This year alone, more than 5,700 children under the age of 5 have been exposed to the chemicals found in concentrated liquid detergent packages. Most children just lick them, get a taste and then realize that it’s not a tasty candy. But others have experienced enough exposure to be hospitalized, suffering from loss of consciousness, excessive vomiting, drowsiness, throat swelling and difficulty breathing. One little boy, a 7-month-old from Florida, has just died from ingestion.
“With young children, any household product is likely to end up in their mouth,” Dr. Cynthia Lewis-Younger, the Florida Poison Information Center’s medical director told CTV News. “Parents know that things in the house can be dangerous and they call for advice. And [in] many of those cases, we can reassure parents.”
That wasn’t the case for little Michael Williams. The boy was transported from a shelter for abused women to the hospital on Friday afternoon. According to Kissimmee Police spokesman, Captain Warren Shepard, Michael was said to be “in some distress” at the time of transport. An hour later, the little boy was pronounced dead.
The Florida Department of Children and Families told CTV News that they had a prior history with Michael’s family, but because of privacy, they were unable to release any further information. And while no charges have been filed, local police officials declined to make any further comments regarding the case, since it is currently under investigation.

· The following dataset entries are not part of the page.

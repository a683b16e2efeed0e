// src/main.rs
// Usage:
//   lexstep                         lex a built-in sample with the sample grammar
//   lexstep path/to/input           stream a file through the scanner
//   lexstep --tables t.json input   use tables from disk (.json or .bin)
//
// LEXSTEP_CHUNK_SIZE / LEXSTEP_RECOVERY tune the scanner, LEXSTEP_TRIVIA=0 hides
// whitespace and comments, RUST_LOG sets the logging.

use std::{env, fs, path::Path};

use anyhow::{Context, Result, bail};
use lexstep::lexer::{
    Refill, Scanner, ScannerConfig, TransitionTableSet,
    tables::{TokenKind, build_sample_tables, load_tables_bin_bytes, load_tables_json_bytes},
};

const SAMPLE: &str = r#"let greet = f("hi") -- say hello
let n = 42 -> ...
"#;

fn load_tables(path: &Path) -> Result<TransitionTableSet> {
    let bytes = fs::read(path).with_context(|| format!("reading {}", path.display()))?;
    let tables = match path.extension().and_then(|e| e.to_str()) {
        Some("bin") => load_tables_bin_bytes(&bytes),
        _ => load_tables_json_bytes(&bytes),
    }
    .with_context(|| format!("loading tables from {}", path.display()))?;
    Ok(tables)
}

fn is_trivia(rule: u32) -> bool {
    TokenKind::try_from(rule).is_ok_and(TokenKind::is_trivia)
}

fn rule_name(rule: u32) -> String {
    match TokenKind::try_from(rule) {
        Ok(kind) => format!("{kind:?}"),
        Err(r) => format!("rule#{r}"),
    }
}

/// Prints every token; returns (all, non-trivia) counts.
fn dump<S: Refill>(mut scanner: Scanner<'_, S>, show_trivia: bool) -> Result<(usize, usize)> {
    let mut count = 0;
    let mut significant = 0;
    let mut failed = 0;
    loop {
        match scanner.next_lexeme() {
            Ok(Some((tok, text))) => {
                count += 1;
                if is_trivia(tok.rule) {
                    if !show_trivia {
                        continue;
                    }
                } else {
                    significant += 1;
                }
                println!(
                    "{:>6}..{:<6} {:<18} {:?}",
                    tok.span.start,
                    tok.span.end,
                    rule_name(tok.rule),
                    String::from_utf8_lossy(text)
                );
            }
            Ok(None) => break,
            Err(e) => {
                failed += 1;
                eprintln!("lex error: {e}");
            }
        }
    }
    if failed > 0 {
        bail!("{failed} lex error(s) after {count} token(s)");
    }
    Ok((count, significant))
}

fn main() -> Result<()> {
    env_logger::init();

    let mut tables_path = None;
    let mut input_path = None;
    let mut args = env::args().skip(1);
    while let Some(arg) = args.next() {
        match arg.as_str() {
            "--tables" => {
                tables_path = Some(args.next().context("--tables needs a file")?);
            }
            _ if input_path.is_none() => input_path = Some(arg),
            _ => bail!("unexpected argument {arg:?}"),
        }
    }

    let tables = match &tables_path {
        Some(p) => load_tables(Path::new(p))?,
        None => build_sample_tables()?,
    };
    let cfg = ScannerConfig::from_env();
    let show_trivia = env::var("LEXSTEP_TRIVIA").ok().as_deref() != Some("0");
    log::debug!(
        "{} states, {} slots, {} rules, {cfg:?}",
        tables.n_states(),
        tables.n_slots(),
        tables.rule_count()
    );

    let (count, significant) = match &input_path {
        Some(p) => {
            let f = fs::File::open(p).with_context(|| format!("opening {p}"))?;
            dump(Scanner::from_reader(&tables, f, cfg), show_trivia)?
        }
        None => dump(Scanner::from_reader(&tables, SAMPLE.as_bytes(), cfg), show_trivia)?,
    };
    eprintln!("[lexstep] {count} tokens ({significant} non-trivia)");
    Ok(())
}
// src/lexer/config.rs
use std::env;

use super::tables::StateId;

/// What the scanner does after a failed token.
#[derive(Debug, Clone, Copy, PartialEq, Eq, Default)]
pub enum Recovery {
    /// Stop; every later call reports end of stream.
    #[default]
    Abort,
    /// Skip one symbol at the failed position, then keep scanning.
    Resync,
}

impl Recovery {
    fn parse(s: &str) -> Option<Self> {
        match s.trim().to_ascii_lowercase().as_str() {
            "abort" => Some(Recovery::Abort),
            "resync" | "skip" => Some(Recovery::Resync),
            _ => None,
        }
    }
}

#[derive(Debug, Clone, Copy, PartialEq, Eq)]
pub struct ScannerConfig {
    /// Bytes requested per refill from reader-backed sources.
    pub chunk_size: usize,
    pub recovery: Recovery,
    /// Automaton state every token starts from.
    pub initial_state: StateId,
}

impl Default for ScannerConfig {
    fn default() -> Self {
        Self {
            chunk_size: 512,
            recovery: Recovery::Abort,
            initial_state: 0,
        }
    }
}

impl ScannerConfig {
    /// Defaults overridden by `LEXSTEP_CHUNK_SIZE` and `LEXSTEP_RECOVERY`.
    /// Unset or unparsable variables keep the default.
    pub fn from_env() -> Self {
        let mut cfg = Self::default();
        if let Some(n) = env::var("LEXSTEP_CHUNK_SIZE")
            .ok()
            .and_then(|s| s.parse::<usize>().ok())
            .filter(|&n| n > 0)
        {
            cfg.chunk_size = n;
        }
        if let Some(r) = env::var("LEXSTEP_RECOVERY")
            .ok()
            .and_then(|s| Recovery::parse(&s))
        {
            cfg.recovery = r;
        }
        cfg
    }

    pub fn with_recovery(mut self, recovery: Recovery) -> Self {
        self.recovery = recovery;
        self
    }

    pub fn with_chunk_size(mut self, chunk_size: usize) -> Self {
        self.chunk_size = chunk_size.max(1);
        self
    }

    pub fn with_initial_state(mut self, state: StateId) -> Self {
        self.initial_state = state;
        self
    }
}

#[cfg(test)]
mod tests {
    use super::*;

    #[test]
    fn recovery_names() {
        assert_eq!(Recovery::parse("abort"), Some(Recovery::Abort));
        assert_eq!(Recovery::parse(" Resync "), Some(Recovery::Resync));
        assert_eq!(Recovery::parse("skip"), Some(Recovery::Resync));
        assert_eq!(Recovery::parse("retry"), None);
    }

    #[test]
    fn builders_clamp_chunk_size() {
        let cfg = ScannerConfig::default().with_chunk_size(0);
        assert_eq!(cfg.chunk_size, 1);
        assert_eq!(cfg.recovery, Recovery::Abort);
    }
}
// src/lexer/buffer.rs
//! Scan buffer: the input window, cursor bookkeeping, and the refill contract.
//!
//! Positions (`start`, `cursor`, `last_match_end`) index into the buffered
//! `content`; bytes before `start` may be dropped on refill, so anything that
//! leaves the buffer (spans, error offsets) is reported as an absolute offset.

use std::{
    io::{self, Read},
    iter::Fuse,
};

use super::{error::ScanError, tables::RuleId};

/// Caller-supplied input capability.
///
/// `refill` appends to `dst` and returns how many bytes it appended; `Ok(0)`
/// means the input is over. Once a source has returned `Ok(0)` it must keep
/// doing so.
pub trait Refill {
    fn refill(&mut self, dst: &mut Vec<u8>) -> io::Result<usize>;
}

/// Source with nothing left to give. Buffers built from an in-memory slice use it.
#[derive(Debug, Clone, Copy, Default)]
pub struct Exhausted;

impl Refill for Exhausted {
    fn refill(&mut self, _dst: &mut Vec<u8>) -> io::Result<usize> {
        Ok(0)
    }
}

/// Reads fixed-size chunks from any [`Read`].
#[derive(Debug)]
pub struct ReaderSource<R> {
    reader: R,
    chunk_size: usize,
    done: bool,
}

impl<R: Read> ReaderSource<R> {
    pub fn new(reader: R, chunk_size: usize) -> Self {
        Self {
            reader,
            chunk_size: chunk_size.max(1),
            done: false,
        }
    }
}

impl<R: Read> Refill for ReaderSource<R> {
    fn refill(&mut self, dst: &mut Vec<u8>) -> io::Result<usize> {
        if self.done {
            return Ok(0);
        }
        let old = dst.len();
        dst.resize(old + self.chunk_size, 0);
        loop {
            match self.reader.read(&mut dst[old..]) {
                Ok(n) => {
                    dst.truncate(old + n);
                    self.done = n == 0;
                    return Ok(n);
                }
                Err(e) if e.kind() == io::ErrorKind::Interrupted => continue,
                Err(e) => {
                    dst.truncate(old);
                    return Err(e);
                }
            }
        }
    }
}

/// Feeds pre-split chunks one per refill; empty chunks are skipped.
#[derive(Debug)]
pub struct ChunkSource<I: Iterator> {
    chunks: Fuse<I>,
}

impl<I: Iterator> ChunkSource<I> {
    pub fn new(chunks: impl IntoIterator<IntoIter = I>) -> Self {
        Self {
            chunks: chunks.into_iter().fuse(),
        }
    }
}

impl<I> Refill for ChunkSource<I>
where
    I: Iterator,
    I::Item: AsRef<[u8]>,
{
    fn refill(&mut self, dst: &mut Vec<u8>) -> io::Result<usize> {
        for chunk in self.chunks.by_ref() {
            let chunk = chunk.as_ref();
            if !chunk.is_empty() {
                dst.extend_from_slice(chunk);
                return Ok(chunk.len());
            }
        }
        Ok(0)
    }
}

/// Closure-backed source with the same contract as [`Refill::refill`].
pub struct FnSource<F> {
    f: F,
    done: bool,
}

impl<F> FnSource<F>
where
    F: FnMut(&mut Vec<u8>) -> io::Result<usize>,
{
    pub fn new(f: F) -> Self {
        Self { f, done: false }
    }
}

impl<F> Refill for FnSource<F>
where
    F: FnMut(&mut Vec<u8>) -> io::Result<usize>,
{
    fn refill(&mut self, dst: &mut Vec<u8>) -> io::Result<usize> {
        if self.done {
            return Ok(0);
        }
        let n = (self.f)(dst)?;
        self.done = n == 0;
        Ok(n)
    }
}

/// Absolute byte range in the input stream.
#[derive(Debug, Clone, Copy, PartialEq, Eq, Hash, Default)]
pub struct Span {
    pub start: usize,
    pub end: usize,
}

impl Span {
    pub fn len(&self) -> usize {
        self.end - self.start
    }
    pub fn is_empty(&self) -> bool {
        self.start == self.end
    }
}

/// Mutable input window for one scan session.
///
/// Between operations `start <= last_match_end <= cursor <= content.len()`.
#[derive(Debug)]
pub struct ScanBuffer<S = Exhausted> {
    content: Vec<u8>,
    start: usize,
    cursor: usize,
    last_match_end: usize,
    matched_rule: Option<RuleId>,
    at_end: bool,
    discarded: usize, // bytes dropped from the front by compaction
    source: S,
}

impl ScanBuffer<Exhausted> {
    /// Whole input up front; the buffer is already at end.
    pub fn from_bytes(bytes: impl Into<Vec<u8>>) -> Self {
        Self {
            content: bytes.into(),
            at_end: true,
            ..Self::new(Exhausted)
        }
    }
}

impl<R: Read> ScanBuffer<ReaderSource<R>> {
    pub fn from_reader(reader: R, chunk_size: usize) -> Self {
        Self::new(ReaderSource::new(reader, chunk_size))
    }
}

impl<S> ScanBuffer<S> {
    /// Empty buffer that pulls all of its input from `source`.
    pub fn new(source: S) -> Self {
        Self {
            content: Vec::new(),
            start: 0,
            cursor: 0,
            last_match_end: 0,
            matched_rule: None,
            at_end: false,
            discarded: 0,
            source,
        }
    }

    /// Code unit at the cursor; `None` is the end-of-buffer symbol. Never refills.
    #[inline]
    pub fn peek(&self) -> Option<u8> {
        self.content.get(self.cursor).copied()
    }

    /// Moves the cursor one position. The caller must have seen `peek()` return a byte.
    #[inline]
    pub fn advance(&mut self) {
        debug_assert!(self.cursor < self.content.len(), "advance past buffered input");
        self.cursor += 1;
    }

    /// Records an accepting state reached at the cursor.
    #[inline]
    pub fn mark_accepting(&mut self, rule: RuleId) {
        self.last_match_end = self.cursor;
        self.matched_rule = Some(rule);
    }

    /// Starts a new scan session at the cursor.
    pub fn begin_token(&mut self) {
        self.start = self.cursor;
        self.last_match_end = self.cursor;
        self.matched_rule = None;
    }

    /// Drops speculative progress: the cursor returns to the last accepted extent.
    #[inline]
    pub(crate) fn rewind(&mut self) {
        self.cursor = self.last_match_end;
    }

    /// Bytes `[start, cursor)`; meaningful once a walk has reported a match.
    pub fn lexeme(&self) -> &[u8] {
        &self.content[self.start..self.cursor]
    }

    pub fn lexeme_at(&self, i: usize) -> Option<u8> {
        self.lexeme().get(i).copied()
    }

    /// Absolute span of [`lexeme`](Self::lexeme).
    pub fn span(&self) -> Span {
        Span {
            start: self.discarded + self.start,
            end: self.discarded + self.cursor,
        }
    }

    /// Discards everything buffered. `at_end` is kept.
    pub fn flush(&mut self) {
        self.discarded += self.content.len();
        self.content.clear();
        self.start = 0;
        self.cursor = 0;
        self.last_match_end = 0;
        self.matched_rule = None;
    }

    pub fn content(&self) -> &[u8] {
        &self.content
    }
    pub fn len(&self) -> usize {
        self.content.len()
    }
    pub fn is_empty(&self) -> bool {
        self.content.is_empty()
    }
    pub fn start(&self) -> usize {
        self.start
    }
    pub fn cursor(&self) -> usize {
        self.cursor
    }
    pub fn last_match_end(&self) -> usize {
        self.last_match_end
    }
    pub fn matched_rule(&self) -> Option<RuleId> {
        self.matched_rule
    }
    pub fn at_end(&self) -> bool {
        self.at_end
    }

    /// Absolute offset of `start`.
    pub fn start_offset(&self) -> usize {
        self.discarded + self.start
    }
    /// Absolute offset of `cursor`.
    pub fn cursor_offset(&self) -> usize {
        self.discarded + self.cursor
    }

    /// Everything buffered has been consumed and no more input will come.
    pub fn is_drained(&self) -> bool {
        self.at_end && self.cursor == self.content.len()
    }

    /// Drops bytes before `start`; positions shift, absolute offsets do not.
    fn compact(&mut self) {
        if self.start == 0 {
            return;
        }
        self.content.drain(..self.start);
        self.discarded += self.start;
        self.cursor -= self.start;
        self.last_match_end -= self.start;
        self.start = 0;
    }
}

impl<S: Refill> ScanBuffer<S> {
    /// Asks the source for more input.
    ///
    /// Fails with [`ScanError::BufferExhausted`] once the buffer is at end;
    /// `content` and `at_end` are left as they were.
    pub fn request_refill(&mut self) -> Result<(), ScanError> {
        if self.at_end {
            return Err(ScanError::BufferExhausted {
                offset: self.cursor_offset(),
            });
        }
        self.compact();
        let appended = self
            .source
            .refill(&mut self.content)
            .map_err(ScanError::Source)?;
        if appended == 0 {
            self.at_end = true;
        }
        Ok(())
    }

    /// Discards one symbol at the cursor and starts a fresh session after it.
    /// Returns `false` when there was nothing left to discard.
    pub fn skip_symbol(&mut self) -> Result<bool, ScanError> {
        self.begin_token();
        if self.cursor == self.content.len() && !self.at_end {
            self.request_refill()?;
        }
        if self.cursor == self.content.len() {
            return Ok(false);
        }
        self.cursor += 1;
        self.begin_token();
        Ok(true)
    }
}
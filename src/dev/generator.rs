// src/dev/generator.rs
// Random-but-valid input for the sample grammar.
//
// Every piece is followed by whitespace unless it is a paren, so adjacent
// pieces never fuse into a longer token and the expected token stream is
// known up front.

use rand::Rng;

use crate::lexer::tables::TokenKind;

pub fn gen_valid_source<R: Rng>(rng: &mut R, target_len: usize) -> String {
    gen_tokens(rng, target_len)
        .into_iter()
        .map(|(_, text)| text)
        .collect()
}

/// Same input as [`gen_valid_source`], split into the tokens it lexes to.
pub fn gen_tokens<R: Rng>(rng: &mut R, target_len: usize) -> Vec<(TokenKind, String)> {
    let mut out = Vec::new();
    let mut len = 0usize;

    while len < target_len {
        let roll = rng.random_range(0u32..100);
        let piece = match roll {
            0..=29 => ident(rng),
            30..=44 => (TokenKind::Int, digits(rng, 1..=8)),
            45..=51 => line_comment(rng),
            52..=59 => string(rng),
            60..=99 => operator(rng),
            _ => unreachable!(),
        };

        let needs_sep = !matches!(piece.0, TokenKind::LParen | TokenKind::RParen);
        let after_comment = piece.0 == TokenKind::LineComment;
        len += piece.1.len();
        out.push(piece);

        if needs_sep {
            let ws = white(rng, after_comment);
            len += ws.len();
            out.push((TokenKind::White, ws));
        }
    }
    out
}

fn ident<R: Rng>(rng: &mut R) -> (TokenKind, String) {
    if rng.random_bool(0.1) {
        return (TokenKind::Let, "let".to_string());
    }
    let len = rng.random_range(1..=12);
    let mut s = String::with_capacity(len);
    s.push(random_alpha(rng));
    for _ in 1..len {
        if rng.random_bool(0.7) {
            s.push(random_alpha(rng));
        } else {
            s.push(random_digit(rng));
        }
    }
    let kind = if s == "let" { TokenKind::Let } else { TokenKind::Ident };
    (kind, s)
}

fn digits<R: Rng>(rng: &mut R, len: std::ops::RangeInclusive<usize>) -> String {
    let n = rng.random_range(len);
    (0..n).map(|_| random_digit(rng)).collect()
}

fn white<R: Rng>(rng: &mut R, newline_first: bool) -> String {
    const OPTS: [char; 4] = [' ', '\t', '\r', '\n'];
    let mut s = String::new();
    if newline_first {
        s.push('\n');
    }
    let n = rng.random_range(usize::from(!newline_first)..=4);
    for _ in 0..n {
        s.push(OPTS[rng.random_range(0..OPTS.len())]);
    }
    s
}

fn line_comment<R: Rng>(rng: &mut R) -> (TokenKind, String) {
    const BODY: &[u8] = b"abcdefghijklmnopqrstuvwxyz0123456789 =-.()\"\t";
    let mut s = String::from("--");
    for _ in 0..rng.random_range(0..=40) {
        s.push(BODY[rng.random_range(0..BODY.len())] as char);
    }
    (TokenKind::LineComment, s)
}

fn string<R: Rng>(rng: &mut R) -> (TokenKind, String) {
    const BODY: &[u8] = b"abcdefghijklmnopqrstuvwxyz 0123456789=-.()\t\\";
    let mut s = String::from("\"");
    for _ in 0..rng.random_range(0..=24) {
        s.push(BODY[rng.random_range(0..BODY.len())] as char);
    }
    s.push('"');
    (TokenKind::String, s)
}

fn operator<R: Rng>(rng: &mut R) -> (TokenKind, String) {
    const OPS: [(TokenKind, &str); 8] = [
        (TokenKind::Assign, "="),
        (TokenKind::EqEq, "=="),
        (TokenKind::Minus, "-"),
        (TokenKind::Arrow, "->"),
        (TokenKind::Dot, "."),
        (TokenKind::Ellipsis, "..."),
        (TokenKind::LParen, "("),
        (TokenKind::RParen, ")"),
    ];
    let (kind, text) = OPS[rng.random_range(0..OPS.len())];
    (kind, text.to_string())
}

fn random_alpha<R: Rng>(rng: &mut R) -> char {
    let set = b"abcdefghijklmnopqrstuvwxyzABCDEFGHIJKLMNOPQRSTUVWXYZ_";
    set[rng.random_range(0..set.len())] as char
}

fn random_digit<R: Rng>(rng: &mut R) -> char {
    let set = b"0123456789";
    set[rng.random_range(0..set.len())] as char
}
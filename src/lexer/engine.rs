// src/lexer/engine.rs
//! Automaton stepper: one bounded walk of the comb tables over a scan buffer.
//!
//! The walk keeps extending past accepting states (longest match) and backs
//! off to the last one when it gets stuck. When buffered input runs out before
//! the end of the stream it returns [`Outcome::Suspended`]; the caller refills
//! and calls [`step`] again with the returned state. Nothing else survives
//! between calls: the rest of the walk lives in the buffer's positions.

use super::{
    buffer::ScanBuffer,
    error::ScanError,
    tables::{EOI, RuleId, StateId, TransitionTableSet},
};

#[derive(Debug, Clone, Copy, PartialEq, Eq, Hash)]
pub enum Outcome {
    /// A rule matched; `buffer.lexeme()` is the token.
    Matched(RuleId),
    /// Buffered input ran out mid-walk; refill and resume from this state.
    Suspended(StateId),
}

/// Walks `tables` from `state` over `buffer`.
///
/// The session must have been opened with [`ScanBuffer::begin_token`]; a
/// resumed walk continues the same session. On `Matched` and on
/// [`ScanError::NoMatch`] the cursor is left at the last accepted extent
/// (`start` when nothing was accepted).
///
/// Panics if `state` is not a state of `tables`.
pub fn step<S>(
    tables: &TransitionTableSet,
    mut state: StateId,
    buffer: &mut ScanBuffer<S>,
) -> Result<Outcome, ScanError> {
    let mut eoi_taken = false;

    loop {
        let symbol = match buffer.peek() {
            Some(b) => b as u32,
            None if !buffer.at_end() => return Ok(Outcome::Suspended(state)),
            None if eoi_taken => break,
            None => EOI,
        };

        let Some(next) = tables.resolve(state, symbol) else {
            break;
        };
        if symbol == EOI {
            eoi_taken = true;
        } else {
            buffer.advance();
        }
        state = next;

        if let Some(rule) = tables.accepts(state) {
            buffer.mark_accepting(rule);
        }
    }

    buffer.rewind();
    match buffer.matched_rule() {
        Some(rule) => Ok(Outcome::Matched(rule)),
        None => Err(ScanError::NoMatch {
            offset: buffer.start_offset(),
        }),
    }
}

#[cfg(test)]
mod tests {
    use super::*;
    use crate::lexer::{
        buffer::ChunkSource,
        tables::{
            NONE, TableBuilder, build_sample_tables,
            dfa::{S, START},
            tokens::TokenKind,
        },
    };

    fn run_whole(tables: &TransitionTableSet, src: &str) -> (Result<Outcome, ScanError>, String) {
        let mut buf = ScanBuffer::from_bytes(src);
        buf.begin_token();
        let out = step(tables, START.id(), &mut buf);
        (out, String::from_utf8_lossy(buf.lexeme()).into_owned())
    }

    fn matched(kind: TokenKind) -> Outcome {
        Outcome::Matched(kind.rule())
    }

    #[test]
    fn single_dead_state_is_no_match_without_consuming() {
        let t = TransitionTableSet::new(vec![NONE], vec![NONE], vec![], vec![], vec![NONE])
            .unwrap();
        let mut buf = ScanBuffer::from_bytes("a");
        buf.begin_token();
        let err = step(&t, 0, &mut buf).unwrap_err();
        assert!(matches!(err, ScanError::NoMatch { offset: 0 }));
        assert_eq!(buf.cursor(), 0);
    }

    #[test]
    fn prefers_the_longest_match() {
        let t = build_sample_tables().unwrap();
        let (out, lex) = run_whole(&t, "==x");
        assert_eq!(out.unwrap(), matched(TokenKind::EqEq));
        assert_eq!(lex, "==");

        let (out, lex) = run_whole(&t, "->");
        assert_eq!(out.unwrap(), matched(TokenKind::Arrow));
        assert_eq!(lex, "->");

        let (out, lex) = run_whole(&t, "-- note\nx");
        assert_eq!(out.unwrap(), matched(TokenKind::LineComment));
        assert_eq!(lex, "-- note");
    }

    #[test]
    fn backs_off_to_the_last_accepting_state() {
        let t = build_sample_tables().unwrap();
        let mut buf = ScanBuffer::from_bytes("..x");
        buf.begin_token();
        assert_eq!(step(&t, START.id(), &mut buf).unwrap(), matched(TokenKind::Dot));
        assert_eq!(buf.lexeme(), b".");
        assert_eq!(buf.cursor(), buf.last_match_end());
    }

    #[test]
    fn default_chain_keeps_keyword_prefixes_as_idents() {
        let t = build_sample_tables().unwrap();
        for (src, kind, lex) in [
            ("let", TokenKind::Let, "let"),
            ("let ", TokenKind::Let, "let"),
            ("lex", TokenKind::Ident, "lex"),
            ("letter", TokenKind::Ident, "letter"),
            ("le(", TokenKind::Ident, "le"),
            ("l", TokenKind::Ident, "l"),
        ] {
            let (out, got) = run_whole(&t, src);
            assert_eq!(out.unwrap(), matched(kind), "{src:?}");
            assert_eq!(got, lex, "{src:?}");
        }
    }

    #[test]
    fn end_of_input_symbol_takes_part_in_lookups() {
        let t = build_sample_tables().unwrap();
        let (out, lex) = run_whole(&t, "\"abc");
        assert_eq!(out.unwrap(), matched(TokenKind::UnterminatedString));
        assert_eq!(lex, "\"abc");
    }

    #[test]
    fn newline_in_string_is_no_match() {
        let t = build_sample_tables().unwrap();
        let mut buf = ScanBuffer::from_bytes("\"ab\ncd\"");
        buf.begin_token();
        let err = step(&t, START.id(), &mut buf).unwrap_err();
        assert_eq!(err.offset(), Some(0));
        assert_eq!(buf.cursor(), 0);
    }

    #[test]
    fn suspends_at_end_of_buffered_input_and_resumes() {
        let t = build_sample_tables().unwrap();
        let mut buf = ScanBuffer::new(ChunkSource::new(["=", "=", "1"]));
        buf.begin_token();

        let mut state = START.id();
        let mut suspensions = 0;
        let out = loop {
            match step(&t, state, &mut buf).unwrap() {
                Outcome::Suspended(s) => {
                    suspensions += 1;
                    assert!(buf.start() <= buf.last_match_end());
                    assert!(buf.last_match_end() <= buf.cursor());
                    assert!(buf.cursor() <= buf.len());
                    buf.request_refill().unwrap();
                    state = s;
                }
                done => break done,
            }
        };
        // empty, after '=', after '=='
        assert_eq!(suspensions, 3);
        assert_eq!(out, matched(TokenKind::EqEq));
        assert_eq!(buf.lexeme(), b"==");
    }

    #[test]
    fn suspended_state_is_the_state_reached_so_far() {
        let t = build_sample_tables().unwrap();
        let mut buf = ScanBuffer::new(ChunkSource::new(["le", "t"]));
        buf.request_refill().unwrap();
        buf.begin_token();
        assert_eq!(
            step(&t, START.id(), &mut buf).unwrap(),
            Outcome::Suspended(S::Le.id())
        );
        assert_eq!(buf.matched_rule(), Some(TokenKind::Ident.rule()));
        assert_eq!(buf.cursor(), 2);
    }

    #[test]
    fn eoi_self_loop_does_not_spin() {
        let mut b = TableBuilder::with_states(2);
        b.edge(0, b'a' as u32, 1).eoi_edge(1, 1).accept(1, 3);
        let t = b.build().unwrap();
        let mut buf = ScanBuffer::from_bytes("a");
        buf.begin_token();
        assert_eq!(step(&t, 0, &mut buf).unwrap(), Outcome::Matched(3));
        assert_eq!(buf.lexeme(), b"a");
    }

    #[test]
    fn accepting_default_states_are_not_marked() {
        // 1 falls back to 2, which accepts but is never entered by a transition.
        let mut b = TableBuilder::with_states(3);
        b.edge(0, b'a' as u32, 1)
            .fallback(1, 2)
            .accept(2, 9)
            .edge(2, b'b' as u32, 2);
        let t = b.build().unwrap();

        let mut buf = ScanBuffer::from_bytes("ac");
        buf.begin_token();
        assert!(matches!(step(&t, 0, &mut buf), Err(ScanError::NoMatch { .. })));

        let mut buf = ScanBuffer::from_bytes("abc");
        buf.begin_token();
        assert_eq!(step(&t, 0, &mut buf).unwrap(), Outcome::Matched(9));
        assert_eq!(buf.lexeme(), b"ab");
    }
}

“While we have the cause of death, we just don’t know if it was as a result of abuse or neglect, which prevents us, at this point in the investigation, from opening the records or giving out any detailed information about our involvement with the family,” DCF told CTV News in a statement on Thursday. “We continue to work with law enforcement as the investigation moves forward into the circumstances surrounding the poisoning.”
DCF also stated that parents don’t need information on Michael’s death to receive the real message: these small detergent packs pose a serious threat to our children.
“The death of little Michael is a tragedy,” the DCF statement said. “It reminds all of us parents of the dangers of leaving household cleaning supplies around our little ones.”
Unfortunately, Bruce Ruck, with the New Jersey Poison Control says that parents just aren’t getting the message.
“People are not listening to the warnings,” Ruck told CTV News. “Last year, at about this time, there were quite a few issues relating to this.”
It is because of these continued cases of ingestion that Proctor & Gamble Co., the makers of the orange-and-purple Tide Pods, started their Safe Home campaign. The idea is to help “educate consumers on the correct use and storage of household cleaning and fabric care products.”
In addition, the company has been working to make the storage container of the detergent pods harder to open; the new, double-latch lid and opaque container rolled out earlier this year. They are hoping that, by keeping children from seeing what’s inside easily, they can deter them a bit from even wanting to open the package in the first place.
“We are seeing more consistent warning labels and some companies move to opaque packaging,” Scott Wolfson, spokesman for the Consumer Product Safety Commission, which “has been working on this issue for quite some time.”
But Commission Chairman Inez Moore Tenenbaum says there needs to be more, including safer packets from ALL laundry detergent package makers, as well as comprehensive safety standards.